Stored data:

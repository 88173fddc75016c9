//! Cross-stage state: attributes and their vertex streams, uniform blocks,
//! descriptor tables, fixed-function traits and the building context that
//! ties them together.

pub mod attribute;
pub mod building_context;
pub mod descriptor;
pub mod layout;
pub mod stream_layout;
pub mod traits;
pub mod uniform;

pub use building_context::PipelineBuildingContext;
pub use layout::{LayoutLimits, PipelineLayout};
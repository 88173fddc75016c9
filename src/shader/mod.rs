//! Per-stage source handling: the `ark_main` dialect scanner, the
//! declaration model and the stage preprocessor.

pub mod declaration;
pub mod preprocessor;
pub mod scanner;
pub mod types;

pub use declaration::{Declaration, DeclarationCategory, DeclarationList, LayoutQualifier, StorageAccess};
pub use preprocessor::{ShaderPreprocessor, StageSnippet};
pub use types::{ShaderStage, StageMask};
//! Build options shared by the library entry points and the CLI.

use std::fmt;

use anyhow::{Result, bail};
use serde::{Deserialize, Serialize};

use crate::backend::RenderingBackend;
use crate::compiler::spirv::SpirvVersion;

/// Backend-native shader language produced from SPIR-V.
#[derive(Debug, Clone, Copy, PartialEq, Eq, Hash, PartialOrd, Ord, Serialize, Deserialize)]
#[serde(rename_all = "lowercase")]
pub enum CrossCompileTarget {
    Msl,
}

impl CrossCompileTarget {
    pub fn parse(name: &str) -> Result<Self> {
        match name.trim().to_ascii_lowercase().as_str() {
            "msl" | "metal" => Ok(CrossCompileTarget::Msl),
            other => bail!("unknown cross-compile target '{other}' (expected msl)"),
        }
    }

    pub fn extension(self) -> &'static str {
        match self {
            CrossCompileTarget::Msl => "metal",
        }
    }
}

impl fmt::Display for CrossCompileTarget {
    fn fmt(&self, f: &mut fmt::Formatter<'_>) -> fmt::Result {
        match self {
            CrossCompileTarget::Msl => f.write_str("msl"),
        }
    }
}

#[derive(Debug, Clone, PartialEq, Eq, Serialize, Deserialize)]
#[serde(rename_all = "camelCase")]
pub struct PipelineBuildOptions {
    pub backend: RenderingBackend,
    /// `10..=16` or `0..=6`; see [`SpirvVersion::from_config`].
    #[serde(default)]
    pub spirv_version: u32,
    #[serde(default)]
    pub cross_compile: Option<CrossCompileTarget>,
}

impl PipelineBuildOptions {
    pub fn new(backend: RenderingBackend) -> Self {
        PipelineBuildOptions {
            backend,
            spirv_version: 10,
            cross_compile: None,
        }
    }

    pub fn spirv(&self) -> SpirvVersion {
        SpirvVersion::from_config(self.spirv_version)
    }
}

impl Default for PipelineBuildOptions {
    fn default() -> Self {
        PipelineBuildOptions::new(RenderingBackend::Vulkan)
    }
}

### TASK BRIEF
Lines after the one containing "Ord, Serialize, Deserialize)]" are not wanted; repeat exactly each line above from the first up to and including it.

### SOLUTION
repository 88173fddc75016c9
//! Cross-stage state: attributes and their vertex streams, uniform blocks,
//! descriptor tables, fixed-function traits and the building context that
//! ties them together.

pub mod attribute;
pub mod building_context;
pub mod descriptor;
pub mod layout;
pub mod stream_layout;
pub mod traits;
pub mod uniform;

pub use building_context::PipelineBuildingContext;
pub use layout::{LayoutLimits, PipelineLayout};
repository 88173fddc75016c9
filename src/shader/mod.rs
//! Per-stage source handling: the `ark_main` dialect scanner, the
//! declaration model and the stage preprocessor.

pub mod declaration;
pub mod preprocessor;
pub mod scanner;
pub mod types;

pub use declaration::{Declaration, DeclarationCategory, DeclarationList, LayoutQualifier, StorageAccess};
pub use preprocessor::{ShaderPreprocessor, StageSnippet};
pub use types::{ShaderStage, StageMask};
//! Build options shared by the library entry points and the CLI.

use std::fmt;

use anyhow::{Result, bail};
use serde::{Deserialize, Serialize};

use crate::backend::RenderingBackend;
use crate::compiler::spirv::SpirvVersion;

/// Backend-native shader language produced from SPIR-V.
#[derive(Debug, Clone, Copy, PartialEq, Eq, Hash, PartialOrd, Ord, Serialize, Deserialize)]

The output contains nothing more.